Buried in the data is a picture of a squeezed consumer. Inflation is now running ahead of the growth in wages. As the chart below shows, average hourly earnings were up just 3.6%, but inflation was 4.5%. That means consumers must struggle to maintain their standard of living. No wonder retail stores shed 12,000 jobs last month. Light vehicle retail sales are down by 20% form last year. This all paints a picture of a very challenged consumer.

A Muddle Through Recession

The business sector is clearly in recession. The ISM manufacturing index came in at 48.6. Anything below 50 means manufacturing is in decline. There was a sharp drop in new orders. New orders have been below 50 for four months. Employment has been below 50 for four months. Backlog of orders has been well below 50 for six months. Yesterday the ISM service index was again below 50 for the month of March.

Given all the data, why then do I still think we will not see a deep recession? Because corporate America is in much better shape than in the beginning of past recessions. Lower inventories, better cash to debt ratios, not as much as excess capacity, and so on. As Peter Bernstein notes in his latest letter, nonfinancial corporate debt is at its lowest level in 50 years, and four standard deviations below the average from 1960 to 2000.

The recession we are now in is a consumer spending led recession driven by a falling housing market which is infecting the entire country. Can anyone still claim that the subprime problems would be contained as many did just last summer? Consumer spending is going to fall even more as credit becomes harder to get.
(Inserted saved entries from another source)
//! Loading the robot and building its simulation

use dofsim_core::{builtin, MeshSource, ModelValidator, RobotModel};
use dofsim_physics::ArmWorld;

use crate::config::AppConfig;
use crate::error::AppError;
use crate::systems::SimulationSystem;

/// A loaded model and the mesh lookup shared by physics and rendering
pub struct Robot {
    pub model: RobotModel,
    pub meshes: MeshSource,
}

impl Robot {
    /// Load the configured model, or the embedded dofbot
    pub fn load(config: &AppConfig) -> Result<Self, AppError> {
        let model = match &config.model.path {
            Some(path) => {
                log::info!("Loading robot from {}", path.display());
                RobotModel::load(path)?
            }
            None => builtin::dofbot()?,
        };
        for warning in ModelValidator::validate(&model) {
            log::warn!("{}", warning);
        }

        let meshes = MeshSource::for_model(&model, config.model.meshdir.clone());
        log::info!(
            "Robot '{}': {} links, {} joints, {} DOF",
            model.name(),
            model.link_count(),
            model.joint_count(),
            model.dof()
        );
        Ok(Self { model, meshes })
    }

    /// Build the physics world and wrap it in a simulation system
    pub fn simulation(&mut self, config: &AppConfig) -> Result<SimulationSystem, AppError> {
        config.physics.validate()?;
        let world = ArmWorld::build(&self.model, &config.physics, &mut self.meshes)?;
        Ok(SimulationSystem::new(
            world,
            config.control.clone(),
            config.run.realtime,
        ))
    }
}

#[cfg(test)]
mod tests {
    use super::*;

    #[test]
    fn test_defaults_load_dofbot() {
        let mut config = AppConfig::default();
        config.model.meshdir = Some("/nonexistent".into());
        let mut robot = Robot::load(&config).unwrap();
        assert_eq!(robot.model.name(), "dofbot");
        let sim = robot.simulation(&config).unwrap();
        assert_eq!(sim.world().dof(), 5);
        assert_eq!(robot.meshes.cache().failed_count(), 6);
    }

    #[test]
    fn test_missing_model_file() {
        let mut config = AppConfig::default();
        config.model.path = Some("/nonexistent/robot.urdf".into());
        assert!(matches!(Robot::load(&config), Err(AppError::Model(_))));
    }
}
The situation is neatly summer up by Bernstein:

"The debate over whether we are or are not in a recession continues.
There is, however, no debate about resumption of rapid economic growth in the
near future. That's without question the most unlikely outcome. Yes, there are
some bright spots, such as exports in the governmental largess that lies just
ahead - and the likelihood of additional government assistance in some form. The
Federal Reserve is also doing its part to lubricate the snarls in the financial

But the household sector is in deep trouble and will remain in trouble
for an extended period of time. The combination of falling home prices, the
complex problems in the mortgage area, limited financial resources and high debt
levels, new constraints and higher costs on consumer installment credit, and
probably rising unemployment already sluggish growth and jobs tend to restrain
spending by the largest and most important sector of the economy.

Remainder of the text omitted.